*** DATA EXCERPTS Section Begins ***
mod profile;
mod repo_list;

use ratatui::layout::{Constraint, Direction, Layout, Rect};
use ratatui::text::{Line, Span};
use ratatui::widgets::{Paragraph, Tabs};
use ratatui::Frame;

use crate::app::App;
use crate::fetch::TabLoadState;
use crate::tabs::TabKind;
use crate::theme::Theme;

pub fn render(frame: &mut Frame, app: &App, theme: &Theme) {
    if !app.ready {
        frame.render_widget(Paragraph::new("\n  Initializing..."), frame.area());
        return;
    }

    let chunks = Layout::default()
        .direction(Direction::Vertical)
        .constraints([
            Constraint::Length(1),
            Constraint::Length(1),
            Constraint::Min(0),
            Constraint::Length(1),
            Constraint::Length(1),
        ])
        .split(frame.area());

    render_tabs(frame, app, theme, chunks[0]);

    match app.tabs.current().kind {
        TabKind::Info => profile::render(frame, app, theme, chunks[2]),
        TabKind::List(_) => repo_list::render(frame, app, theme, chunks[2]),
    }

    render_help(frame, app, theme, chunks[4]);
}

fn render_tabs(frame: &mut Frame, app: &App, theme: &Theme, area: Rect) {
    let tabs = Tabs::new(app.tabs.titles().map(str::to_string))
        .select(app.tabs.index())
        .style(theme.inactive_tab)
        .highlight_style(theme.active_tab)
        .divider("  ")
        .padding("", "");

    frame.render_widget(tabs, area);
}

fn help_text(app: &App) -> &'static str {
    match app.current_state() {
        None => "←/→: Switch tabs • ↑/↓: Scroll • q: Quit",
        Some(TabLoadState::Failed(_)) => "r: Retry • ←/→: Switch tabs • q: Quit",
        Some(_) => "↑/↓: Navigate • enter: Open in browser • ←/→: Switch tabs • q: Quit",
    }
}

fn render_help(frame: &mut Frame, app: &App, theme: &Theme, area: Rect) {
    let help = Paragraph::new(Line::from(Span::styled(help_text(app), theme.help)));
    frame.render_widget(help, area);
}
use ratatui::layout::Rect;
use ratatui::widgets::Paragraph;
use ratatui::Frame;

use crate::app::App;
use crate::theme::Theme;

pub fn render(frame: &mut Frame, app: &App, theme: &Theme, area: Rect) {
    let content = app.profile_view.content(theme);
    let view = Paragraph::new(content).scroll((app.profile_view.scroll(), 0));
    frame.render_widget(view, area);
}
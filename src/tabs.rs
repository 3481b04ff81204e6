use crate::types::ListKind;

/// What a tab shows.
#[derive(Debug, Clone, Copy, PartialEq, Eq)]
pub enum TabKind {
    Info,
    List(ListKind),
}

#[derive(Debug, Clone, PartialEq, Eq)]
pub struct Tab {
    pub title: String,
    pub index: usize,
    pub kind: TabKind,
}

/// Ordered, fixed set of tabs with a wrapping cursor.
#[derive(Debug, Clone)]
pub struct Tabs {
    tabs: Vec<Tab>,
    current: usize,
}

impl Tabs {
    /// Builds the tab bar with the first tab selected. Panics on an empty list.
    pub fn new(entries: Vec<(String, TabKind)>) -> Self {
        assert!(!entries.is_empty(), "tab bar needs at least one tab");
        let tabs = entries
            .into_iter()
            .enumerate()
            .map(|(index, (title, kind))| Tab { title, index, kind })
            .collect();
        Self { tabs, current: 0 }
    }

    /// Info, Pinned, Owned, Contributed.
    pub fn profile_tabs() -> Self {
        let mut entries = vec![("Info".to_string(), TabKind::Info)];
        entries.extend(
            ListKind::ALL
                .iter()
                .map(|kind| (kind.to_string(), TabKind::List(*kind))),
        );
        Self::new(entries)
    }

    pub fn current(&self) -> &Tab {
        &self.tabs[self.current]
    }

    pub fn index(&self) -> usize {
        self.current
    }

    #[cfg(test)]
    pub fn len(&self) -> usize {
        self.tabs.len()
    }

    pub fn titles(&self) -> impl Iterator<Item = &str> {
        self.tabs.iter().map(|t| t.title.as_str())
    }

    pub fn next(&mut self) {
        self.current = (self.current + 1) % self.tabs.len();
    }

    pub fn prev(&mut self) {
        self.current = (self.current + self.tabs.len() - 1) % self.tabs.len();
    }
}

#[cfg(test)]
mod tests {
    use super::*;
    use proptest::prelude::*;

    fn three() -> Tabs {
        Tabs::new(vec![
            ("Tab 1".to_string(), TabKind::Info),
            ("Tab 2".to_string(), TabKind::List(ListKind::Pinned)),
            ("Tab 3".to_string(), TabKind::List(ListKind::Owned)),
        ])
    }

    #[test]
    fn first_tab_selected() {
        let tabs = three();
        assert_eq!(tabs.index(), 0);
        assert_eq!(tabs.current().title, "Tab 1");
        assert_eq!(tabs.len(), 3);
    }

    #[test]
    fn next_wraps_after_last() {
        let mut tabs = three();
        tabs.next();
        assert_eq!(tabs.index(), 1);
        tabs.next();
        tabs.next();
        assert_eq!(tabs.index(), 0);
    }

    #[test]
    fn prev_wraps_to_last() {
        let mut tabs = three();
        tabs.prev();
        assert_eq!(tabs.index(), 2);
        assert_eq!(tabs.current().kind, TabKind::List(ListKind::Owned));
        tabs.prev();
        assert_eq!(tabs.index(), 1);
    }

    #[test]
    fn profile_tabs_layout() {
        let tabs = Tabs::profile_tabs();
        let titles: Vec<&str> = tabs.titles().collect();
        assert_eq!(titles, ["Info", "Pinned", "Owned", "Contributed"]);
        assert_eq!(tabs.current().kind, TabKind::Info);
    }

    proptest! {
        #[test]
        fn index_stays_in_range(moves in proptest::collection::vec(any::<bool>(), 0..64)) {
            let mut tabs = three();
            let mut expected: i64 = 0;
            for forward in moves {
                if forward {
                    tabs.next();
                    expected += 1;
                } else {
                    tabs.prev();
                    expected -= 1;
                }
                prop_assert!(tabs.index() < tabs.len());
                prop_assert_eq!(tabs.index() as i64, expected.rem_euclid(3));
                prop_assert_eq!(tabs.current().index, tabs.index());
            }
        }
    }
}
use tracing::debug;

use crate::config::AuthConfig;
use crate::error::{PortraitError, Result};

/// Try to run a CLI command and capture stdout as a token
fn try_cli_token(command: &str) -> Option<String> {
    let output = std::process::Command::new("sh")
        .args(["-c", command])
        .output()
        .ok()?;

    if output.status.success() {
        let token = String::from_utf8_lossy(&output.stdout).trim().to_string();
        if !token.is_empty() {
            return Some(token);
        }
    }
    None
}

fn env_token(var: &str) -> Option<String> {
    std::env::var(var).ok().filter(|token| !token.is_empty())
}

/// Load a GitHub token, trying in order:
/// 1. Each configured env var
/// 2. The configured CLI command
pub fn load_token(config: &AuthConfig) -> Result<String> {
    for var in &config.token_env {
        if let Some(token) = env_token(var) {
            debug!(var = %var, "token from environment");
            return Ok(token);
        }
    }

    if let Some(cmd) = &config.token_command {
        if let Some(token) = try_cli_token(cmd) {
            debug!(command = %cmd, "token from command");
            return Ok(token);
        }
    }

    Err(PortraitError::Auth(
        "no GitHub token found; set GH_TOKEN or run 'gh auth login'".to_string(),
    ))
}

#[cfg(test)]
mod tests {
    use super::*;

    fn config(env: &[&str], command: Option<&str>) -> AuthConfig {
        AuthConfig {
            token_env: env.iter().map(|s| s.to_string()).collect(),
            token_command: command.map(str::to_string),
        }
    }

    #[test]
    fn cli_token_is_trimmed() {
        assert_eq!(try_cli_token("echo '  abc123  '"), Some("abc123".to_string()));
    }

    #[test]
    fn failing_command_yields_nothing() {
        assert_eq!(try_cli_token("false"), None);
        assert_eq!(try_cli_token("exit 3"), None);
    }

    #[test]
    fn empty_output_yields_nothing() {
        assert_eq!(try_cli_token("printf ''"), None);
    }

    #[test]
    fn unset_env_falls_through_to_command() {
        let cfg = config(&["GH_PORTRAIT_TEST_UNSET_TOKEN"], Some("echo from-cmd"));
        assert_eq!(load_token(&cfg).unwrap(), "from-cmd");
    }

    #[test]
    fn env_var_wins_over_command() {
        // PATH is always set; it stands in for a token here.
        let path = std::env::var("PATH").unwrap();
        let cfg = config(&["GH_PORTRAIT_TEST_UNSET_TOKEN", "PATH"], Some("echo from-cmd"));
        assert_eq!(load_token(&cfg).unwrap(), path);
    }

    #[test]
    fn no_source_is_auth_error() {
        let cfg = config(&["GH_PORTRAIT_TEST_UNSET_TOKEN"], Some("false"));
        match load_token(&cfg) {
            Err(PortraitError::Auth(msg)) => assert!(msg.contains("gh auth login")),
            other => panic!("expected Auth error, got {:?}", other),
        }

        let cfg = config(&[], None);
        assert!(matches!(load_token(&cfg), Err(PortraitError::Auth(_))));
    }
}
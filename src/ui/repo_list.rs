use ratatui::layout::{Constraint, Direction, Layout, Rect};
use ratatui::text::{Line, Span, Text};
use ratatui::widgets::{List, ListItem, Paragraph};
use ratatui::Frame;

use crate::app::App;
use crate::fetch::TabLoadState;
use crate::repo_list::{RepoList, HEADING_HEIGHT};
use crate::theme::Theme;

pub fn render(frame: &mut Frame, app: &App, theme: &Theme, area: Rect) {
    match app.current_state() {
        Some(TabLoadState::Failed(err)) => {
            let lines = vec![
                Line::from(Span::styled(err.headline.clone(), theme.error)),
                Line::from(Span::styled(err.message.clone(), theme.error_help)),
                Line::default(),
                Line::from(Span::styled("Press r to retry", theme.error_help)),
            ];
            frame.render_widget(Paragraph::new(lines), area);
        }
        Some(TabLoadState::Loaded(_)) => match app.current_list() {
            Some(list) => render_list(frame, list, theme, area),
            None => render_loading(frame, theme, area),
        },
        _ => render_loading(frame, theme, area),
    }
}

fn render_loading(frame: &mut Frame, theme: &Theme, area: Rect) {
    let loading = Paragraph::new(Span::styled("Loading...", theme.loading));
    frame.render_widget(loading, area);
}

fn render_list(frame: &mut Frame, list: &RepoList, theme: &Theme, area: Rect) {
    let chunks = Layout::default()
        .direction(Direction::Vertical)
        .constraints([Constraint::Length(HEADING_HEIGHT), Constraint::Min(0)])
        .split(area);

    let heading = Paragraph::new(Span::styled(list.heading(), theme.section_title));
    frame.render_widget(heading, chunks[0]);

    if list.is_empty() {
        let empty = Paragraph::new(Span::styled("No repositories", theme.item_desc));
        frame.render_widget(empty, chunks[1]);
        return;
    }

    let cursor = list.cursor();
    let items: Vec<ListItem> = list
        .items()
        .iter()
        .enumerate()
        .map(|(i, item)| {
            let (title_style, desc_style) = if cursor == Some(i) {
                (theme.selected_title, theme.selected_desc)
            } else {
                (theme.item_title, theme.item_desc)
            };

            ListItem::new(Text::from(vec![
                Line::from(Span::styled(item.title(), title_style)),
                Line::from(Span::styled(item.description(), desc_style)),
                Line::default(),
            ]))
        })
        .collect();

    let widget = List::new(items).highlight_symbol("│ ");
    let mut state = list.state();
    frame.render_stateful_widget(widget, chunks[1], &mut state);
}
use std::io::{self, Stdout};

use crossterm::{
    event::{Event as CrosstermEvent, EventStream, KeyEventKind},
    execute,
    terminal::{self, disable_raw_mode, enable_raw_mode, EnterAlternateScreen, LeaveAlternateScreen},
};
use futures::StreamExt;
use ratatui::backend::CrosstermBackend;
use ratatui::Terminal;
use tokio::sync::mpsc;
use tokio_util::sync::CancellationToken;
use tracing::debug;

use crate::event::Event;

pub type Tui = Terminal<CrosstermBackend<Stdout>>;

pub fn init() -> io::Result<Tui> {
    execute!(io::stdout(), EnterAlternateScreen)?;
    enable_raw_mode()?;
    Terminal::new(CrosstermBackend::new(io::stdout()))
}

pub fn restore() -> io::Result<()> {
    execute!(io::stdout(), LeaveAlternateScreen)?;
    disable_raw_mode()
}

/// Converts a crossterm event into one the app cares about.
fn translate(event: CrosstermEvent) -> Option<Event> {
    match event {
        CrosstermEvent::Key(key) if key.kind == KeyEventKind::Press => Some(Event::Key(key)),
        CrosstermEvent::Resize(width, height) => Some(Event::Resize(width, height)),
        _ => None,
    }
}

pub struct EventHandler {
    rx: mpsc::UnboundedReceiver<Event>,
    cancel: CancellationToken,
    task: tokio::task::JoinHandle<()>,
}

impl EventHandler {
    /// Starts reading terminal input. The current size is delivered first
    /// so the app can lay itself out before any key arrives.
    pub fn new() -> Self {
        let (tx, rx) = mpsc::unbounded_channel();
        let cancel = CancellationToken::new();
        let task_cancel = cancel.clone();

        match terminal::size() {
            Ok((width, height)) => {
                tx.send(Event::Resize(width, height)).ok();
            }
            Err(e) => debug!(error = %e, "terminal size unavailable, waiting for resize"),
        }

        let task = tokio::spawn(async move {
            let mut reader = EventStream::new();

            loop {
                tokio::select! {
                    _ = task_cancel.cancelled() => break,
                    maybe = reader.next() => match maybe {
                        Some(Ok(evt)) => {
                            if let Some(event) = translate(evt) {
                                if tx.send(event).is_err() {
                                    break;
                                }
                            }
                        }
                        Some(Err(e)) => debug!(error = %e, "terminal read failed"),
                        None => break,
                    },
                }
            }
        });

        Self { rx, cancel, task }
    }

    pub async fn next(&mut self) -> Option<Event> {
        self.rx.recv().await
    }
}

impl Drop for EventHandler {
    fn drop(&mut self) {
        self.cancel.cancel();
        self.task.abort();
    }
}

#[cfg(test)]
mod tests {
    use super::*;
    use crossterm::event::{KeyCode, KeyEvent, KeyEventState, KeyModifiers};

    fn key(kind: KeyEventKind) -> CrosstermEvent {
        CrosstermEvent::Key(KeyEvent {
            code: KeyCode::Char('j'),
            modifiers: KeyModifiers::NONE,
            kind,
            state: KeyEventState::NONE,
        })
    }

    #[test]
    fn only_key_presses_pass() {
        assert!(matches!(translate(key(KeyEventKind::Press)), Some(Event::Key(_))));
        assert_eq!(translate(key(KeyEventKind::Release)), None);
        assert_eq!(translate(key(KeyEventKind::Repeat)), None);
    }

    #[test]
    fn resize_passes_through() {
        assert_eq!(
            translate(CrosstermEvent::Resize(120, 40)),
            Some(Event::Resize(120, 40))
        );
    }

    #[test]
    fn other_events_are_ignored() {
        assert_eq!(translate(CrosstermEvent::FocusGained), None);
    }
}
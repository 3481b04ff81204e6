use crate::fetch::FetchRequest;
use crate::types::{ListKind, Repository};

#[derive(Debug, Clone, PartialEq, Eq)]
pub enum Action {
    Quit,
    NextTab,
    PrevTab,
    Retry,
    ScrollUp,
    ScrollDown,
    PageUp,
    PageDown,
    GoToTop,
    GoToBottom,
    Select,
    Resize {
        width: u16,
        height: u16,
    },

    /// A repository fetch finished. Errors arrive as their display text.
    ReposLoaded {
        kind: ListKind,
        generation: u64,
        result: Result<Vec<Repository>, String>,
    },

    None,
}

/// Side effect requested by the app; the runtime carries it out.
#[derive(Debug, Clone, PartialEq, Eq)]
pub enum Effect {
    Fetch(FetchRequest),
    OpenUrl(String),
}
*** DATA EXCERPTS Section Ends ***
TASK. Scan the lines above for "disable_raw_mode()" and for "any key arrives.". Repeat exactly the line holding each of them and every line in between.

FINISHED EXERCISE.
    disable_raw_mode()
}

/// Converts a crossterm event into one the app cares about.
fn translate(event: CrosstermEvent) -> Option<Event> {
    match event {
        CrosstermEvent::Key(key) if key.kind == KeyEventKind::Press => Some(Event::Key(key)),
        CrosstermEvent::Resize(width, height) => Some(Event::Resize(width, height)),
        _ => None,
    }
}

pub struct EventHandler {
    rx: mpsc::UnboundedReceiver<Event>,
    cancel: CancellationToken,
    task: tokio::task::JoinHandle<()>,
}

impl EventHandler {
    /// Starts reading terminal input. The current size is delivered first
    /// so the app can lay itself out before any key arrives.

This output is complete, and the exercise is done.